Monday, June 15, 2009

Roasted Rhubarb and Cardamon Loaf

So just as I get ready to go to see Food, Inc., I wanted to post this recipe I've been developing.

It miffs me as to why every rhubarb and many cranberry recipes that I have come across call for orange juice in them. These two sour wonders are North East stalwarts and in my ongoing attempt to try and keep it local, as much as I can, I wonder, given the plethora of recipes that all make orange an intrinsic part of the recipe, is it possible to make something with these delicious fruits (well, yes technically rhubarb is a vegetable in the sorrel family, but we all eat the stalk as a fruit) that doesn't have orange in it?

Here is what I came up with: a dense, sweet loaf cake with lots of sour, sweet rhubarb chunks that surprise you every now and again with their wonderful pucker, the orange juice is replaced with the rhubarb sugar juice that you get when you roast these sour stalks with a little sugar.

Roasted Rhubarb and Cardamon Loaf

Preheat the oven to 375 F

Trim, rinse and cut into 2" chunks a pound to a pound and a half of rhubarb, toss with a generous 1/2 cup of organic cane sugar* and 6 green cardamon pods.

Place in a baking dish and roast for 25 minutes.

While the rhubarb is cooking, butter and flour a loaf pan.

Sift together in a medium bowl 2 cups all purpose flour, 1/2 teaspoon salt, 1/2 teaspoon baking soda and 1 1/2 teaspoons baking powder.

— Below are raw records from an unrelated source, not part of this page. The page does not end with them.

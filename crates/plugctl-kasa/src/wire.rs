//! Kasa request construction and reply parsing
//!
//! The sysinfo query doubles as the discovery payload and the liveness
//! check; relay commands share its envelope shape. Replies nest the
//! answer under `system.<command>` and signal failure with a non-zero
//! `err_code`.

use plugctl_core::{DeviceKind, Error, Result};
use serde::Deserialize;

/// Query for a device's identity and state
pub const SYSINFO_QUERY: &str = r#"{"system":{"get_sysinfo":{}}}"#;

/// Command switching the plug relay
pub fn set_relay_command(on: bool) -> String {
    format!(
        r#"{{"system":{{"set_relay_state":{{"state":{}}}}}}}"#,
        if on { 1 } else { 0 }
    )
}

/// The sysinfo fields this tool consumes
///
/// Devices report many more fields; unknown ones are ignored.
#[derive(Debug, Clone, Deserialize)]
pub struct SysInfo {
    /// Human-assigned device name
    #[serde(default)]
    pub alias: String,

    /// Relay state: 1 = on, 0 = off
    #[serde(default)]
    pub relay_state: u8,

    /// Device type string on mains-powered models (e.g. "IOT.SMARTPLUGSWITCH")
    #[serde(default, rename = "type")]
    pub device_type: Option<String>,

    /// Device type string on older firmware revisions
    #[serde(default)]
    pub mic_type: Option<String>,

    /// Non-zero when the device rejected the query
    #[serde(default)]
    pub err_code: i64,
}

impl SysInfo {
    /// Parse a decrypted sysinfo reply
    pub fn parse(raw: &[u8]) -> Result<Self> {
        let reply: serde_json::Value = serde_json::from_slice(raw)?;
        let body = reply
            .get("system")
            .and_then(|system| system.get("get_sysinfo"))
            .ok_or_else(|| Error::protocol("reply has no system.get_sysinfo section"))?;

        let info: SysInfo = serde_json::from_value(body.clone())?;
        if info.err_code != 0 {
            return Err(Error::protocol(format!(
                "device rejected sysinfo query: err_code {}",
                info.err_code
            )));
        }

        Ok(info)
    }

    /// Kind of device this sysinfo describes, checked by the reported
    /// type string rather than by model table
    pub fn kind(&self) -> DeviceKind {
        let type_string = self
            .device_type
            .as_deref()
            .or(self.mic_type.as_deref())
            .unwrap_or_default();
        if type_string.to_ascii_uppercase().contains("SMARTPLUG") {
            DeviceKind::Plug
        } else {
            DeviceKind::Other
        }
    }

    /// Whether the relay is on
    pub fn is_on(&self) -> bool {
        self.relay_state == 1
    }
}

/// Check the err_code of a command reply nested under `system.<command>`
pub fn check_command_reply(raw: &[u8], command: &str) -> Result<()> {
    let reply: serde_json::Value = serde_json::from_slice(raw)?;
    let err_code = reply
        .get("system")
        .and_then(|system| system.get(command))
        .and_then(|body| body.get("err_code"))
        .and_then(|code| code.as_i64())
        .ok_or_else(|| Error::protocol(format!("reply has no system.{} err_code", command)))?;

    if err_code != 0 {
        return Err(Error::protocol(format!(
            "device rejected {}: err_code {}",
            command, err_code
        )));
    }
    Ok(())
}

In a big bowl beat 1 large egg, gradually adding 1 cup organic cane sugar (I use my Kitchen aid for this but hand held beaters or a whisk all work fine).

When the rhubarb is finished cooking, remove the cardamon pods and discard them, using a slotted spoon remove the rhubarb chunks to a bowl, being careful to drain as much juice ff as possible.

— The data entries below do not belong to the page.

//! Device locator engine
//!
//! The DeviceLocator is responsible for:
//! - Consulting the AddressCache for a last-known address
//! - Verifying a cached address with a live connect
//! - Evicting stale entries so a failure is never retried as-is
//! - Concurrent discovery across all local broadcast domains on a miss
//! - Writing successful resolutions back to the cache
//!
//! ## Resolution Flow
//!
//! ```text
//! resolve(alias)
//!     │
//!     ▼
//! ┌──────────────┐  hit + live  ┌────────────┐
//! │ AddressCache │─────────────▶│ PlugHandle │
//! └──────────────┘              └────────────┘
//!     │ miss / evicted                ▲
//!     ▼                               │ match
//! ┌──────────────────────────────┐    │
//! │ discovery round (concurrent  │────┘
//! │ probe per broadcast domain)  │──▶ no match: retry up to
//! └──────────────────────────────┘    max_attempts, then NotFound
//! ```
//!
//! The cache is purely a latency optimization and is never trusted
//! without a liveness re-check, which keeps the protocol self-healing
//! under address churn without push-based invalidation.

use std::collections::HashMap;

use futures::future::join_all;
use tracing::{debug, info, warn};

use crate::config::LocatorConfig;
use crate::error::{Error, Result};
use crate::traits::{
    AddressCache, BroadcastSource, DeviceConnector, DeviceInfo, DeviceKind, DeviceProbe,
    PlugHandle,
};

/// Outcome of a single discovery round
///
/// Explicit by-value result: alias-not-found is ordinary control flow for
/// the attempt loop, not an error.
#[derive(Debug)]
enum RoundOutcome {
    /// A device matching the alias and expected kind answered
    Found(DeviceInfo),
    /// The sweep completed without a match
    NoMatch,
}

/// Alias → device resolver
///
/// Collaborators are passed in explicitly; the locator holds no global
/// state and is the sole writer and evictor of cache entries.
pub struct DeviceLocator {
    cache: Box<dyn AddressCache>,
    connector: Box<dyn DeviceConnector>,
    probe: Box<dyn DeviceProbe>,
    broadcasts: Box<dyn BroadcastSource>,
    max_attempts: usize,
}

impl DeviceLocator {
    /// Create a new locator
    ///
    /// # Errors
    ///
    /// Fails with [`Error::Config`] if the configuration is invalid.
    pub fn new(
        cache: Box<dyn AddressCache>,
        connector: Box<dyn DeviceConnector>,
        probe: Box<dyn DeviceProbe>,
        broadcasts: Box<dyn BroadcastSource>,
        config: LocatorConfig,
    ) -> Result<Self> {
        config.validate()?;

        Ok(Self {
            cache,
            connector,
            probe,
            broadcasts,
            max_attempts: config.max_attempts,
        })
    }

    /// Resolve an alias to a reachable device
    ///
    /// Cache-first: a cached address that passes the liveness check is
    /// returned without any discovery traffic. On a miss or a stale entry
    /// the locator sweeps every current broadcast domain concurrently, up
    /// to the configured attempt budget.
    ///
    /// Each round uses wait-all-merge aggregation: the round completes
    /// only after every probe returns or times out, and their result maps
    /// merge keyed by address, last-write-wins. This tolerates
    /// overlapping and partially-responsive broadcast domains at the cost
    /// of waiting out the slowest probe. If more than one device on the
    /// network erroneously shares an alias, the first match in iteration
    /// order wins.
    ///
    /// # Errors
    ///
    /// - [`Error::NotFound`] if no matching live device answered within
    ///   the attempt budget
    /// - [`Error::Storage`] if the address cache fails terminally
    pub async fn resolve(&self, alias: &str) -> Result<Box<dyn PlugHandle>> {
        if let Some(handle) = self.try_cached(alias).await? {
            return Ok(handle);
        }

        for attempt in 1..=self.max_attempts {
            debug!(alias, attempt, "starting discovery round");

            match self.discovery_round(alias).await? {
                RoundOutcome::Found(device) => {
                    info!(alias, address = %device.address, "discovered device");
                    self.cache.put(alias, &device.address).await?;

                    match self.connector.connect(&device.address).await {
                        Ok(handle) => return Ok(handle),
                        Err(e) if e.is_transient() => {
                            // The device answered discovery but refused a
                            // connect; count the round as failed. The next
                            // call's liveness check evicts the entry if
                            // the address is truly dead.
                            warn!(
                                alias,
                                address = %device.address,
                                error = %e,
                                "connect after discovery failed"
                            );
                        }
                        Err(e) => return Err(e),
                    }
                }
                RoundOutcome::NoMatch => {
                    debug!(alias, attempt, "discovery round found no match");
                }
            }
        }

        Err(Error::not_found(alias))
    }

    /// Try the cached address for an alias
    ///
    /// Returns `Ok(None)` when the cache has no entry or the entry failed
    /// the liveness check; a failed entry is evicted before returning so
    /// the same stale address is never retried.
    async fn try_cached(&self, alias: &str) -> Result<Option<Box<dyn PlugHandle>>> {
        let Some(address) = self.cache.get(alias).await? else {
            return Ok(None);
        };

        debug!(alias, address, "verifying cached address");

        match self.connector.connect(&address).await {
            Ok(handle) => {
                if handle.alias() == alias && handle.kind() == DeviceKind::Plug {
                    debug!(alias, address, "cache hit confirmed live");
                    return Ok(Some(handle));
                }
                // A different device answers at the cached address now
                debug!(
                    alias,
                    address,
                    reported = handle.alias(),
                    "cached address reports a different device, evicting"
                );
                self.cache.delete(alias).await?;
                Ok(None)
            }
            Err(e) if e.is_transient() => {
                debug!(alias, address, error = %e, "cached address unreachable, evicting");
                self.cache.delete(alias).await?;
                Ok(None)
            }
            Err(e) => Err(e),
        }
    }

    /// One concurrent sweep of every current broadcast domain
    ///
    /// The broadcast-address set is re-read on every round: interfaces
    /// attach and detach (VPN connect/disconnect) between calls, and a
    /// stale set silently causes false negatives.
    async fn discovery_round(&self, alias: &str) -> Result<RoundOutcome> {
        let broadcasts = self.broadcasts.broadcast_addresses()?;
        if broadcasts.is_empty() {
            warn!("no broadcast-capable interfaces found");
            return Ok(RoundOutcome::NoMatch);
        }

        debug!(domains = broadcasts.len(), "probing broadcast domains");

        let sweeps = broadcasts.iter().map(|&broadcast| self.probe.probe(broadcast));
        let results = join_all(sweeps).await;

        let mut merged: HashMap<String, DeviceInfo> = HashMap::new();
        for (broadcast, result) in broadcasts.iter().zip(results) {
            match result {
                Ok(devices) => {
                    debug!(%broadcast, count = devices.len(), "probe completed");
                    merged.extend(devices);
                }
                Err(e) => {
                    // A quiet or failing domain contributes nothing; it
                    // does not fail the round.
                    warn!(%broadcast, error = %e, "probe failed");
                }
            }
        }

        let matched = merged
            .into_values()
            .find(|device| device.alias == alias && device.kind == DeviceKind::Plug);

        Ok(match matched {
            Some(device) => RoundOutcome::Found(device),
            None => RoundOutcome::NoMatch,
        })
    }
}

Pour the "juice" that was expressed from roasting the rhubarb into a measuring cup. Add enough boiling water to the "juice"until you have a total of 3/4 of a cup of liquid. To this hot liquid add 2 T of unsalted butter (it's quicker if the butter is room temperature).

Stir until the butter has melted.

Starting and ending with the dry ingredients alternately with the juice/water/melted butter add to the egg/sugar mixture until well incorporated.

Fold in 1/2 cup of chopped walnuts (optional) and the reserved rhubarb spoon into the prepared loaf pan.

Place in the middle of the preheated oven and cook for about an hour or until a tester comes out clean.

Cool on a rack for 15 minutes before inverting.

Serving suggestions:

Spoon over each slice some stewed strawberry/rhubarb compote with a dollop of unsweetened whipped cream.

After a couple of days if you still have some left you could make an awesome trifle with this as your base, alternating fresh strawberries with a heavy custard, whipped cream, stewed rhubarb...the options are endless and you didn't even have to use an orange after all!

* the rule of thumb is 1/2 cup of sugar to 1 pound of rhubarb, I used a pound in developing this, but being the rhubarb fiend that I am thought it could have more! Which is why I say 1-1/2 pounds in the recipe.

The cake is quite sweet so if you do add a more generous amount of rhubarb I wouldn't add a full 1/4 cup extra of sugar as the ratio above would suggest, maybe a tablespoon or so as the sourness of the rhubarb is essential to adding contrast this easy, local, loaf recipe.

Of course I need to point out my own inconsistency here, cane sugar is hardly local, but I feel like each little gesture helps and by not adding citrus to this it is one less thing that has to be flown in from afar.

Maybe next year I need to grow sugar beets?